Cytokines and their receptors: molecular mechanism of interleukin-6 gene repression by glucocorticoids.

Abstract

Recent years have seen the discovery and molecular characterization of a bewildering array of cytokines and hematopoietic growth factors--and an even more complex description of their overlapping functions. The molecular cloning of a wide array of the cell-surface receptors for these cytokines has led to the recognition of classes of structurally related receptor superfamilies. The functional receptors for many of these cytokines (e.g., interleukin (IL)-2R and IL-6R) involve two distinct subunits; strikingly, the same beta subunit can interact with distinct alpha subunits to constitute the receptor for different cytokines (e.g., those for IL-3, IL-5, and granulocyte monocyte colony-stimulating factor). Considerable progress has also been made in defining the molecular mechanisms that underlie clinically relevant cytokine-related phenomena.
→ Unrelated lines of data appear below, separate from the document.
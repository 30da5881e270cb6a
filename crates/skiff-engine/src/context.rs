use std::sync::Arc;

use tracing::warn;

use skiff_core::ids::SessionId;
use skiff_core::messages::ChatMessage;
use skiff_store::context::{ContextItemRow, ContextRepo};
use skiff_store::files::sha256_hex;
use skiff_store::{Database, StoreError};

use crate::sandbox::SandboxFs;

const MAX_PINNED_ITEMS: usize = 12;
const TOTAL_CHAR_BUDGET: usize = 60_000;
const SUMMARY_TRIGGER_CHARS: usize = 12_000;
const RAW_ITEM_CHAR_CAP: usize = 18_000;

/// How many most-recent turns are replayed verbatim into the prompt.
pub const HISTORY_TURN_WINDOW: usize = 20;

const BASE_SYSTEM_PROMPT: &str = "\
You are an autonomous coding agent running inside a sandboxed workspace.

Rules:
- Use the provided tools to inspect and modify files; never fabricate file contents.
- Tool arguments must match the declared JSON schema exactly.
- File writes and patches may require user approval; a denied tool call is not an error in your reasoning, continue without that action.
- Keep answers concise and grounded in what the tools returned.";

/// Produces a cached digest for oversized pinned content.
///
/// The default implementation is deterministic (head + tail excerpt) so the
/// core has no hidden model calls; a provider-backed summarizer can be
/// swapped in without touching the builder.
pub trait Summarizer: Send + Sync {
    fn summarize(&self, title: &str, content: &str) -> String;
}

pub struct DigestSummarizer;

impl Summarizer for DigestSummarizer {
    fn summarize(&self, title: &str, content: &str) -> String {
        let head: String = content.chars().take(6_000).collect();
        let tail: String = {
            let chars: Vec<char> = content.chars().collect();
            let start = chars.len().saturating_sub(2_000);
            chars[start..].iter().collect()
        };
        format!(
            "# {title} (digest)\n\n{head}\n\n...(middle elided, {} chars total)...\n\n{tail}",
            content.len()
        )
    }
}

/// Composes the message array for a model call: base system prompt, pinned
/// context items (summarized when large, cached by content hash), the last
/// [`HISTORY_TURN_WINDOW`] turns, then the current user text.
pub struct ContextBuilder {
    items: ContextRepo,
    sandbox: Arc<SandboxFs>,
    summarizer: Arc<dyn Summarizer>,
}

impl ContextBuilder {
    pub fn new(db: Database, sandbox: Arc<SandboxFs>) -> Self {
        Self {
            items: ContextRepo::new(db),
            sandbox,
            summarizer: Arc::new(DigestSummarizer),
        }
    }

    pub fn with_summarizer(mut self, summarizer: Arc<dyn Summarizer>) -> Self {
        self.summarizer = summarizer;
        self
    }

    /// The system prompt for a session, including the pinned-context block.
    pub async fn system_prompt(&self, session_id: &SessionId) -> Result<String, StoreError> {
        let mut prompt = BASE_SYSTEM_PROMPT.to_string();
        let pinned = self.pinned_section(session_id).await?;
        if !pinned.is_empty() {
            prompt.push_str("\n\n---\n\n");
            prompt.push_str(&pinned);
        }
        Ok(prompt)
    }

    /// Full message array for the next model call. `history` is
    /// (user_text, final_assistant_text) per prior turn, oldest first.
    pub async fn build(
        &self,
        session_id: &SessionId,
        history: &[(String, Option<String>)],
        user_text: &str,
    ) -> Result<Vec<ChatMessage>, StoreError> {
        let mut messages = vec![ChatMessage::system(self.system_prompt(session_id).await?)];

        let start = history.len().saturating_sub(HISTORY_TURN_WINDOW);
        for (user, assistant) in &history[start..] {
            messages.push(ChatMessage::user(user.clone()));
            if let Some(text) = assistant {
                messages.push(ChatMessage::assistant(text.clone()));
            }
        }

        messages.push(ChatMessage::user(user_text));
        Ok(messages)
    }

    async fn pinned_section(&self, session_id: &SessionId) -> Result<String, StoreError> {
        let rows = self.items.list(session_id, 500)?;
        let mut pinned: Vec<ContextItemRow> =
            rows.into_iter().filter(|r| r.pinned).collect();
        // Stored newest-first; inject oldest-first for stable prompts.
        pinned.reverse();

        let mut seen = std::collections::HashSet::new();
        pinned.retain(|r| seen.insert((r.kind.clone(), r.content_ref.clone())));

        if pinned.is_empty() {
            return Ok(String::new());
        }

        let mut parts = vec![
            "# Pinned Context\n\
             Items the user pinned for this session. Treat them as \
             high-priority background; open the full source with tools if a \
             digest is not enough.\n"
                .to_string(),
        ];
        let mut used = 0usize;

        for item in pinned.iter().take(MAX_PINNED_ITEMS) {
            let body = self.item_body(item).await;
            let section = format!(
                "## {}\nkind: {}\nref: {}\n\n{}\n\n---\n",
                if item.title.is_empty() {
                    &item.content_ref
                } else {
                    &item.title
                },
                item.kind,
                item.content_ref,
                body.trim(),
            );
            if used + section.len() > TOTAL_CHAR_BUDGET {
                parts.push("\n(Additional pinned context omitted due to size limits.)\n".into());
                break;
            }
            used += section.len();
            parts.push(section);
        }

        Ok(parts.join("\n").trim().to_string())
    }

    async fn item_body(&self, item: &ContextItemRow) -> String {
        match item.kind.as_str() {
            "file" => {
                let content = match self.sandbox.read_file(&item.content_ref, None).await {
                    Ok(out) => out.content,
                    Err(_) => return "(Missing file)".to_string(),
                };

                if content.len() <= SUMMARY_TRIGGER_CHARS {
                    return truncate_chars(&content, RAW_ITEM_CHAR_CAP);
                }

                let sha = sha256_hex(&format!("{}{}", item.content_ref, content));
                if let (Some(summary), Some(cached_sha)) =
                    (item.summary.as_ref(), item.summary_sha256.as_ref())
                {
                    if cached_sha == &sha {
                        return summary.clone();
                    }
                }

                let summary = self.summarizer.summarize(&item.title, &content);
                if let Err(e) = self.items.update_summary(&item.id, &summary, &sha) {
                    warn!(item = %item.id, error = %e, "failed to cache context summary");
                }
                summary
            }
            "web" => match &item.summary {
                Some(summary) if !summary.is_empty() => summary.clone(),
                _ => "(Pinned URL only. Use http_fetch to read the page if needed.)".to_string(),
            },
            "summary" | "memory" => item
                .summary
                .clone()
                .unwrap_or_else(|| "(No stored content)".to_string()),
            _ => "(Unsupported pinned context kind)".to_string(),
        }
    }
}

fn truncate_chars(text: &str, cap: usize) -> String {
    if text.len() <= cap {
        return text.to_string();
    }
    let head: String = text.chars().take(cap).collect();
    format!("{head}\n\n...(truncated)...")
}
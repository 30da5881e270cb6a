use serde::{Deserialize, Serialize};
use serde_json::Value;

use crate::ids::ToolCallId;

/// A buffered tool invocation requested by the model.
#[derive(Clone, Debug, Serialize, Deserialize)]
pub struct ToolCallRequest {
    pub id: ToolCallId,
    pub name: String,
    pub arguments: Value,
}

/// Chat history entry fed back into the model stream. This is the runner's
/// canonical in-memory shape; provider adapters translate it to their wire
/// format.
#[derive(Clone, Debug, Serialize, Deserialize)]
#[serde(tag = "role", rename_all = "snake_case")]
pub enum ChatMessage {
    System {
        content: String,
    },
    User {
        content: String,
    },
    Assistant {
        content: String,
        #[serde(default, skip_serializing_if = "Vec::is_empty")]
        tool_calls: Vec<ToolCallRequest>,
    },
    Tool {
        tool_call_id: ToolCallId,
        tool_name: String,
        content: String,
    },
}

impl ChatMessage {
    pub fn system(content: impl Into<String>) -> Self {
        Self::System {
            content: content.into(),
        }
    }

    pub fn user(content: impl Into<String>) -> Self {
        Self::User {
            content: content.into(),
        }
    }

    pub fn assistant(content: impl Into<String>) -> Self {
        Self::Assistant {
            content: content.into(),
            tool_calls: Vec::new(),
        }
    }

    pub fn assistant_with_tools(content: impl Into<String>, tool_calls: Vec<ToolCallRequest>) -> Self {
        Self::Assistant {
            content: content.into(),
            tool_calls,
        }
    }

    pub fn tool_result(
        tool_call_id: ToolCallId,
        tool_name: impl Into<String>,
        content: impl Into<String>,
    ) -> Self {
        Self::Tool {
            tool_call_id,
            tool_name: tool_name.into(),
            content: content.into(),
        }
    }

    pub fn role(&self) -> &'static str {
        match self {
            Self::System { .. } => "system",
            Self::User { .. } => "user",
            Self::Assistant { .. } => "assistant",
            Self::Tool { .. } => "tool",
        }
    }

    pub fn text(&self) -> &str {
        match self {
            Self::System { content }
            | Self::User { content }
            | Self::Assistant { content, .. }
            | Self::Tool { content, .. } => content,
        }
    }
}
As an example, the molecular mechanism by which glucocorticoids inhibit IL-6 gene expression has been shown to include the occlusion of the inducible enhancer and the basal promoter elements in the IL-6 promoter. Acute rejection episodes in renal transplant patients are accompanied by increases in serum IL-6 levels; the administration of glucocorticoids during these episodes leads to a rapid and marked decrease in IL-6 levels. It appears that the serum IL-6 level may be a useful diagnostic and prognostic indicator in the transplant patient.